He might have been 94 years old, but we still needed him a lot in physics.
Now, more than ever, we need our role models to inspire us and uphold the standards on which our field (theoretical physics) rests. It is a tremendous, tremendous loss.
Marina Cortes
I was privileged to be a student of Peter Higgs about 60 years ago and I was very honoured when asked to take part in an "in conversation" event with him at the Orkney Science Festival in 2017. More recently I had the pleasure of visiting him when he was housebound and I enjoyed his company and conversation.We also shared a great love of the Highlands, especially Wester Ross. He will be remembered as one of the greatest mathematical physicists in the world but I shall also remember him as a very humble person. May he rest in peace.
Dennis Canavan
I shall miss our domestic afternoons - instituted when he could no longer manage the stairs - reminiscing over well-nigh sixty years of friendship. Peter was an original.
Leslie Hills
As a new PhD student at Imperial I was fortunate to attend what I believe was the only summer school Peter ever organised, at Edinburgh in 1981. He had managed to persuade Paul Dirac to attend which was very inspiring for us students.

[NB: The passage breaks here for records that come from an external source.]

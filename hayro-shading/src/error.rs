//! Errors that can occur while validating a shading descriptor.

use core::fmt;

/// A specialized [`Result`] type for shading construction.
pub type Result<T> = core::result::Result<T, DecodeError>;

/// An error that makes a shading descriptor unusable.
///
/// Running out of data while reading a mesh stream is not an error: decoding
/// simply stops and all records read so far are kept.
#[derive(Debug, Clone, PartialEq, Eq)]
pub enum DecodeError {
    /// A bits-per-coordinate, bits-per-component or bits-per-flag value outside
    /// of the supported range.
    InvalidBitSize(u8),
    /// The decode array is too short for the coordinates and color components.
    InvalidDecodeArray,
    /// A lattice-form mesh with fewer than two vertices per row.
    InvalidVerticesPerRow(u32),
    /// The shading requires a function, but none was provided.
    MissingFunction,
    /// The background color does not match the number of color space components.
    ComponentMismatch,
}

impl fmt::Display for DecodeError {
    fn fmt(&self, f: &mut fmt::Formatter<'_>) -> fmt::Result {
        match self {
            Self::InvalidBitSize(bits) => write!(f, "invalid bit size {bits}"),
            Self::InvalidDecodeArray => f.write_str("invalid decode array"),
            Self::InvalidVerticesPerRow(n) => write!(f, "invalid number of vertices per row {n}"),
            Self::MissingFunction => f.write_str("missing shading function"),
            Self::ComponentMismatch => f.write_str("mismatched number of color components"),
        }
    }
}

impl core::error::Error for DecodeError {}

JC Taylor gave some very nice lectures on quantum gauge theories and I remember him referring to a nice paper of Peter's on the boundary conditions for path integrals in that context. Only later did I appreciate the remarkable line of theoretical physicists in the UK, among which were Peter, Tom Kibble and JC. All of them capable of elegantly simple yet groundbreaking work.
When I moved to Edinburgh recently it was a great privilege to visit Peter in his flat in the New Town. As others have emphasized, he was a wonderfully kind and generous person. As clever as he was, he was humble about his own contributions. As shy as he was, he was very chatty one to one and had a really remarkable memory. He had strongly held (and very interesting) opinions about which directions were most likely to be fruitful for theoretical physics (and which were not). He emphasized the importance of being broad and learning from other fields, specially those providing genuinely independent insights about the workings of nature.
Peter had neither a TV nor the internet at home and I think he was happy not to be distracted by them. He loved classical music and was very well read. His other great hobby was eating out. He showed me his list of the "Top 50" places to eat in Edinburgh which he revised regularly. I went to a few of these and found them to be the most friendly and welcoming places.
All of us at Edinburgh owe so much to Peter, including the Higgs Centre and the constant inspiration his work provides us, to "keep it simple!". His gentle, shy and even quirky personality reminds us that it is often unusual people who make the most unexpected, original and long-lasting contributions to science. Cudos to Edinburgh for providing an environment where someone like Peter could blossom.
We miss him deeply.
Neil Turok
I was saddened to hear the news that Peter is no longer with us. Like many others, I feel I have lost a teacher, friend and inspiration.
My first encounter with Peter came when as a Mathematical Physics student in Edinburgh in the early 1970s I took his 30 lecture course on Lagrangian and Hamiltonian Dynamics, elegantly crafted though not for the faint-hearted. Many people have recalled Peter's kindness, which is well illustrated by the following anecdote. At one point in the course, I had to miss two or three weeks of lectures and was away from Edinburgh. I wrote to Peter to ask if he could send me a copy of his notes for the lectures I was missing - hoping of course that he might agree to post some photocopies. A few days
later I received a package with 30 pages of specially prepared handwritten notes! I still have these pages, which remind me not only of Peter's individual kindness and generosity, but also of the excellent, personal education we received from everyone in Nick Kemmer's Mathematical Physics Department.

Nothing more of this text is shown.